• Materials provided:
■ ■ ■ ■ ■ ■ ■

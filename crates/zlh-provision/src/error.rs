use zlh_model::{InstanceClass, InstanceId};

use crate::agent::AgentCallError;
use crate::edge::EdgeError;
use crate::hypervisor::HypervisorError;

/// Every failure a provisioning or teardown caller can observe.
#[derive(Debug, thiserror::Error)]
pub enum ProvisionError {
    #[error("invalid request: {0}")]
    Validation(String),

    #[error("no free identifiers in {min}..={max} for class {class}")]
    RangeExhausted {
        class: InstanceClass,
        min: i32,
        max: i32,
    },

    #[error("not enough free {class} ports (requested {requested}, available {available})")]
    InsufficientPorts {
        class: String,
        requested: usize,
        available: usize,
    },

    #[error("template not found: {0}")]
    TemplateNotFound(String),

    #[error("hypervisor task {task} failed: {exit_status}")]
    HypervisorTaskFailed { task: String, exit_status: String },

    #[error("timed out waiting for {what}")]
    HypervisorTimeout { what: String },

    #[error("hypervisor: {0}")]
    Hypervisor(#[from] HypervisorError),

    #[error("container {id} failed to start after {attempts} attempts: {last}")]
    StartFailed {
        id: InstanceId,
        attempts: u32,
        last: String,
    },

    #[error("container {id} never reported an IPv4 address")]
    AddressUnavailable { id: InstanceId },

    #[error("agent rejected configuration ({status}): {body}")]
    AgentConfigRejected { status: u16, body: String },

    #[error("agent reported state={state}{}", message.as_deref().map(|m| format!(" ({m})")).unwrap_or_default())]
    AgentError {
        state: String,
        message: Option<String>,
    },

    #[error("agent did not reach running state: {last}")]
    AgentTimeout { last: String },

    #[error("agent: {0}")]
    Agent(#[from] AgentCallError),

    #[error("edge publication failed: {0}")]
    PublishFailed(String),

    #[error("container {id} is running; stop it before deletion")]
    StillRunning { id: InstanceId },

    #[error("instance {0} not found")]
    NotFound(InstanceId),

    #[error("store: {0}")]
    Store(#[from] sea_orm::DbErr),
}

impl From<EdgeError> for ProvisionError {
    fn from(value: EdgeError) -> Self {
        ProvisionError::PublishFailed(value.to_string())
    }
}

impl ProvisionError {
    /// Stable snake_case code for API consumers.
    pub fn code(&self) -> &'static str {
        match self {
            ProvisionError::Validation(_) => "invalid_param",
            ProvisionError::RangeExhausted { .. } => "range_exhausted",
            ProvisionError::InsufficientPorts { .. } => "insufficient_ports",
            ProvisionError::TemplateNotFound(_) => "template_not_found",
            ProvisionError::HypervisorTaskFailed { .. } => "hypervisor_task_failed",
            ProvisionError::HypervisorTimeout { .. } => "hypervisor_timeout",
            ProvisionError::Hypervisor(_) => "hypervisor_error",
            ProvisionError::StartFailed { .. } => "start_failed",
            ProvisionError::AddressUnavailable { .. } => "address_unavailable",
            ProvisionError::AgentConfigRejected { .. } => "agent_config_rejected",
            ProvisionError::AgentError { .. } => "agent_error",
            ProvisionError::AgentTimeout { .. } => "agent_timeout",
            ProvisionError::Agent(_) => "agent_unreachable",
            ProvisionError::PublishFailed(_) => "publish_failed",
            ProvisionError::StillRunning { .. } => "still_running",
            ProvisionError::NotFound(_) => "not_found",
            ProvisionError::Store(_) => "store_error",
        }
    }

    /// Failures raised before any external side effect was produced. A
    /// short port pool leaves no partial reservation; only the identifier
    /// needs releasing.
    pub fn is_fail_fast(&self) -> bool {
        matches!(
            self,
            ProvisionError::Validation(_)
                | ProvisionError::RangeExhausted { .. }
                | ProvisionError::InsufficientPorts { .. }
                | ProvisionError::TemplateNotFound(_)
        )
    }
}

pub type Result<T, E = ProvisionError> = std::result::Result<T, E>;

#[cfg(test)]
mod tests {
    use super::*;

    #[test]
    fn agent_error_message_includes_guest_text() {
        let err = ProvisionError::AgentError {
            state: "crashed".to_string(),
            message: Some("java exited 1".to_string()),
        };
        assert_eq!(err.to_string(), "agent reported state=crashed (java exited 1)");

        let bare = ProvisionError::AgentError {
            state: "error".to_string(),
            message: None,
        };
        assert_eq!(bare.to_string(), "agent reported state=error");
    }

    #[test]
    fn codes_are_stable() {
        assert_eq!(ProvisionError::Validation("x".into()).code(), "invalid_param");
        assert_eq!(
            ProvisionError::StartFailed {
                id: 5001,
                attempts: 3,
                last: "x".into()
            }
            .code(),
            "start_failed"
        );
    }

    #[test]
    fn exhausted_pools_fail_fast() {
        let ports = ProvisionError::InsufficientPorts {
            class: "game".to_string(),
            requested: 4,
            available: 1,
        };
        assert!(ports.is_fail_fast());
        assert!(!ProvisionError::AgentTimeout { last: "installing".to_string() }.is_fail_fast());
    }
}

■ ■ ■ ■ ■ ■ ■

• Work instruction: Show every line in the listing above that carries the word "value".

• Exercise response:
    fn from(value: EdgeError) -> Self {
        ProvisionError::PublishFailed(value.to_string())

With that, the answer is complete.